===== Data listing
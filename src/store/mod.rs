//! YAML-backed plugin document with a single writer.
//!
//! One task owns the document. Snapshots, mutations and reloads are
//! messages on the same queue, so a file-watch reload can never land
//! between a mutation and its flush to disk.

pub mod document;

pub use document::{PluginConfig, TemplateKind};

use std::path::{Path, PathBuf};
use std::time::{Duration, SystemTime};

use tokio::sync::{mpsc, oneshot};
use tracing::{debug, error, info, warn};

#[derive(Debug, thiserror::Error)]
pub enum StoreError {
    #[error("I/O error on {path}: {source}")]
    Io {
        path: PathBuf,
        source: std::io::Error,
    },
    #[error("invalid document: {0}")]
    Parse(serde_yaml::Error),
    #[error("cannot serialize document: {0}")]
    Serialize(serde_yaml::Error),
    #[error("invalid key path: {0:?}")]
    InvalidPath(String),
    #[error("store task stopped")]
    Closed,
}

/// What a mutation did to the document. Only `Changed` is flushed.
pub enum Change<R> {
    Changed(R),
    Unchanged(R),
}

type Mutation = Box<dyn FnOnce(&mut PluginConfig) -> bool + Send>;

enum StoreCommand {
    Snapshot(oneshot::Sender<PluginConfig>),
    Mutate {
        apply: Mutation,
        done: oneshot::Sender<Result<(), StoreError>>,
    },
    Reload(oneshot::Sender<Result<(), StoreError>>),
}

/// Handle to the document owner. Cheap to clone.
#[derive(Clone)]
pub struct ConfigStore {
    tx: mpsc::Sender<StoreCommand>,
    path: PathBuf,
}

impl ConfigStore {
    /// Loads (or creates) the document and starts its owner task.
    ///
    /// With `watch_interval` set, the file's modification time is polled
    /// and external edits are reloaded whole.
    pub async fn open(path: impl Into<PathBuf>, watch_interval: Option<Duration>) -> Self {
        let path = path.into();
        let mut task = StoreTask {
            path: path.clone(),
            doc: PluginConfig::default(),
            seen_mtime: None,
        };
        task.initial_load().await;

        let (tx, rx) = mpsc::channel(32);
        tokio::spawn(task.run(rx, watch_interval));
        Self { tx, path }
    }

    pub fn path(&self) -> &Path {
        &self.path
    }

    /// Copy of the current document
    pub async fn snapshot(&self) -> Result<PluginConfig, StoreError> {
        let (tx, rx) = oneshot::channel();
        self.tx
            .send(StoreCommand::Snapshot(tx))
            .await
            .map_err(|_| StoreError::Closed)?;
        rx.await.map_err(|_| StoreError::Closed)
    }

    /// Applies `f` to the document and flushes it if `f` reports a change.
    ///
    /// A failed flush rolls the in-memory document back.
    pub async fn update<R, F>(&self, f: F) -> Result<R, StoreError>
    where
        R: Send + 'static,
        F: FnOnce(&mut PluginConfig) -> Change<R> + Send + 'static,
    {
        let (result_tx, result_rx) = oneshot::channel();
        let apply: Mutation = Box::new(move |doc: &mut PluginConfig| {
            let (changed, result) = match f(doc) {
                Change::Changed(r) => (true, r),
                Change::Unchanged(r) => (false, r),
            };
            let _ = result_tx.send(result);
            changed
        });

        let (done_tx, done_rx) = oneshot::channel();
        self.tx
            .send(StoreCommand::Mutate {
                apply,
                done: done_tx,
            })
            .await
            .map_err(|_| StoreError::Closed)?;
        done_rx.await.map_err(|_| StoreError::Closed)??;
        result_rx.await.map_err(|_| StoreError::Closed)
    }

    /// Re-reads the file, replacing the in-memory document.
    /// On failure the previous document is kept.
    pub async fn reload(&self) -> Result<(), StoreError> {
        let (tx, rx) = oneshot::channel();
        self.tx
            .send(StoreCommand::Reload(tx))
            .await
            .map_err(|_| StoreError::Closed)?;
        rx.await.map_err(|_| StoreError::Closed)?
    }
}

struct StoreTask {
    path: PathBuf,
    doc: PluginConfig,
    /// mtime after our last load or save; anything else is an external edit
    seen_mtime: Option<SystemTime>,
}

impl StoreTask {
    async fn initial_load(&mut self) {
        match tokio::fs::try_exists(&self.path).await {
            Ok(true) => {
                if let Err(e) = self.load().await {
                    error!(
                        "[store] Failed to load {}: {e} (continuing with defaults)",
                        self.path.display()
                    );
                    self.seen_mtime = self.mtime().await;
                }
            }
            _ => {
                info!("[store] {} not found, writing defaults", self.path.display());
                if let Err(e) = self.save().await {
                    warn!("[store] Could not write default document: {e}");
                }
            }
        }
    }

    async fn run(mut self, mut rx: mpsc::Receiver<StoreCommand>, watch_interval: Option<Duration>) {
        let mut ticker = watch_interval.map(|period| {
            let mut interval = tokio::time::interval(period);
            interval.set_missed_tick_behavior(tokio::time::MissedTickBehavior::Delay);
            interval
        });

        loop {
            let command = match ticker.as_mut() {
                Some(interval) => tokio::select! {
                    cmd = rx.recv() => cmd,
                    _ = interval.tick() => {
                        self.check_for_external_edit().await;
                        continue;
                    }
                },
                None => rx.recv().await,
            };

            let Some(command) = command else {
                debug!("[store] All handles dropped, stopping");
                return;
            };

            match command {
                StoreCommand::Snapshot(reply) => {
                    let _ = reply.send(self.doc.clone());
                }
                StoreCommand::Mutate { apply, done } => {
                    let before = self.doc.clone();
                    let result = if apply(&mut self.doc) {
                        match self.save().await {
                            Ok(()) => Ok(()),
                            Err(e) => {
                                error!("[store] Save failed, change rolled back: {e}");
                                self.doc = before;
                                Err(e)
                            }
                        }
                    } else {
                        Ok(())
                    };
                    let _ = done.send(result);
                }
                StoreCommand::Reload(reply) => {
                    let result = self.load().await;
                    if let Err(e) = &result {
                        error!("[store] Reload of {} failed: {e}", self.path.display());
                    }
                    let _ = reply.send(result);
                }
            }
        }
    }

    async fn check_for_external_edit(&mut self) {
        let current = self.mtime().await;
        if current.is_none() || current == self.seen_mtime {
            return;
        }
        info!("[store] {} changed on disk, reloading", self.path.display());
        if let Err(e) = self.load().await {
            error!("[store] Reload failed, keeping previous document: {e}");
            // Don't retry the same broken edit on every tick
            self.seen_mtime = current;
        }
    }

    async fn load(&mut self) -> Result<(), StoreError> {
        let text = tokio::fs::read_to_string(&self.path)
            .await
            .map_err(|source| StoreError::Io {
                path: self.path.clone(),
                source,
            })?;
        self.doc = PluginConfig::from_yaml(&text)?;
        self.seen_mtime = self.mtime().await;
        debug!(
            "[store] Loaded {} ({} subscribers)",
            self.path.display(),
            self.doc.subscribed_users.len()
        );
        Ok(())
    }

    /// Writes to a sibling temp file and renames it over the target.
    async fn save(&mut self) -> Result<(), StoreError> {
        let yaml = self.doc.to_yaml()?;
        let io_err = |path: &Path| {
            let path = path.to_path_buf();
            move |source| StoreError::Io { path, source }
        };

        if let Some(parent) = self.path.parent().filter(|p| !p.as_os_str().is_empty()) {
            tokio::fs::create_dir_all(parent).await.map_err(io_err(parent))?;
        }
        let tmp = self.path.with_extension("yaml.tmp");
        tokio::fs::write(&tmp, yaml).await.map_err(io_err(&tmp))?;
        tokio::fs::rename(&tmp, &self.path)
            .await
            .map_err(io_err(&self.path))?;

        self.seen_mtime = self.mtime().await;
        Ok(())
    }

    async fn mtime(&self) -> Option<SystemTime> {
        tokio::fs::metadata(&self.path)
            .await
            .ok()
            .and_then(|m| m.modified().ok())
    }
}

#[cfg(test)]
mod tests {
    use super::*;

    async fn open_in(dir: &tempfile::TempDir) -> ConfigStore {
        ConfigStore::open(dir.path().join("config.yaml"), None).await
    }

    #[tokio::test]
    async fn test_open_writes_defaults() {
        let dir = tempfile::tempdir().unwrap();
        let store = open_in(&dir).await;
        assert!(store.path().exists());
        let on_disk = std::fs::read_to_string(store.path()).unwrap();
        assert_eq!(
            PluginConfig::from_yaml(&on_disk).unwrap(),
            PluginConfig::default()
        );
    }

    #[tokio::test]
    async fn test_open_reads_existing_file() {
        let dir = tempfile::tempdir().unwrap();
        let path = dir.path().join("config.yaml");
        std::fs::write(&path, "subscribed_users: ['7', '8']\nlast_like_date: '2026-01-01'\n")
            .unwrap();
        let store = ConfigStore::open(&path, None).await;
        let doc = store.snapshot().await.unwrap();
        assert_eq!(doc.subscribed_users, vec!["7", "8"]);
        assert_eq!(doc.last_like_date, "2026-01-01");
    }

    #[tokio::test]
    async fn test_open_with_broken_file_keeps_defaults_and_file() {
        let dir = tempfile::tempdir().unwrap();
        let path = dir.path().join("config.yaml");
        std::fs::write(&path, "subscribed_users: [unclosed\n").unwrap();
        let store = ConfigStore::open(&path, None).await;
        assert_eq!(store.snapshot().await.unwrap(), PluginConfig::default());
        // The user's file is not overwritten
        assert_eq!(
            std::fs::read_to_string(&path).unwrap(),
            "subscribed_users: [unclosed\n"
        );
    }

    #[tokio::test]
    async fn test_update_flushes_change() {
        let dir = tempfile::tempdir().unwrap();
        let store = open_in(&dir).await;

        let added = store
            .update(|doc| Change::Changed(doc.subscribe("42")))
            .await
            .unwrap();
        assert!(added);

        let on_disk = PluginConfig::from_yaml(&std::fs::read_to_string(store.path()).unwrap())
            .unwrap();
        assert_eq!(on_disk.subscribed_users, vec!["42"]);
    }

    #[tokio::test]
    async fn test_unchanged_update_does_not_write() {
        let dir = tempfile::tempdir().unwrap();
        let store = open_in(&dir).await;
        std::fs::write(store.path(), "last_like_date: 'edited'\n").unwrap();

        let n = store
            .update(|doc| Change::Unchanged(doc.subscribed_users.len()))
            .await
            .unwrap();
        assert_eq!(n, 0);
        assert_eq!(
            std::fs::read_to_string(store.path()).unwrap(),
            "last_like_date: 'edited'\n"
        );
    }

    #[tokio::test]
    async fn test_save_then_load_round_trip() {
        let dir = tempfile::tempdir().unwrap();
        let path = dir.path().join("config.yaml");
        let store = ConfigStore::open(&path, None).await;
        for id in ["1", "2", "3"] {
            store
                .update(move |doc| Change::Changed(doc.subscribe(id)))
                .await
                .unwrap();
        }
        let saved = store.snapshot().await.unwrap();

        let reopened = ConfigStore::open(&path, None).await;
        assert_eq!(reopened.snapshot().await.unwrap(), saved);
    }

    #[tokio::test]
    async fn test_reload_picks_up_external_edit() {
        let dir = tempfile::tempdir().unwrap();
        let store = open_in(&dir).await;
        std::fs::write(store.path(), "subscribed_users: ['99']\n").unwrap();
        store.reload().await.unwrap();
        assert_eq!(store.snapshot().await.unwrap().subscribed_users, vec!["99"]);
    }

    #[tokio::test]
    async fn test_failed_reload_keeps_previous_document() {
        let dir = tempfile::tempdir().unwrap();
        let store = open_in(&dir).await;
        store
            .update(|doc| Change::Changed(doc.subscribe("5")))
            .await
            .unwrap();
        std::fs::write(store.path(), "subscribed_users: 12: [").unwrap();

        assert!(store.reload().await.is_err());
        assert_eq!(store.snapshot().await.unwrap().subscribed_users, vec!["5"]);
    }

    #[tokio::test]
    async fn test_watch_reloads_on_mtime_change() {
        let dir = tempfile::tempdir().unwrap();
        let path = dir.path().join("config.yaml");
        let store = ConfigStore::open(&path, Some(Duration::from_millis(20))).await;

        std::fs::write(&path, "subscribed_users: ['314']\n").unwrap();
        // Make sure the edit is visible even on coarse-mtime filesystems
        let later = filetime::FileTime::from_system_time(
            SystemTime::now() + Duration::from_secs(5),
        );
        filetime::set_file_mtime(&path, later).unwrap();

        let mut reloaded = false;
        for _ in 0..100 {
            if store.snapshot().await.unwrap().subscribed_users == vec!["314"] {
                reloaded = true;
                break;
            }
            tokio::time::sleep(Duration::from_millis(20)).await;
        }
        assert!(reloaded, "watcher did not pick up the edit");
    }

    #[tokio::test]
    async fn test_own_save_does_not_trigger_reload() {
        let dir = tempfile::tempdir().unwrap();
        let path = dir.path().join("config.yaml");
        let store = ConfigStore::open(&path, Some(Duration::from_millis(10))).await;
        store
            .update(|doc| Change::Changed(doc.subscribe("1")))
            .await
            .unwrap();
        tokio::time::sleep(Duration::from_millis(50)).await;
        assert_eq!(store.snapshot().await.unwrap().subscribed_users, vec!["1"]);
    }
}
==========
**Goal of the exercise**
Counting every line that holds the string "info", give the total for the data above and nothing else.

**Response box**
3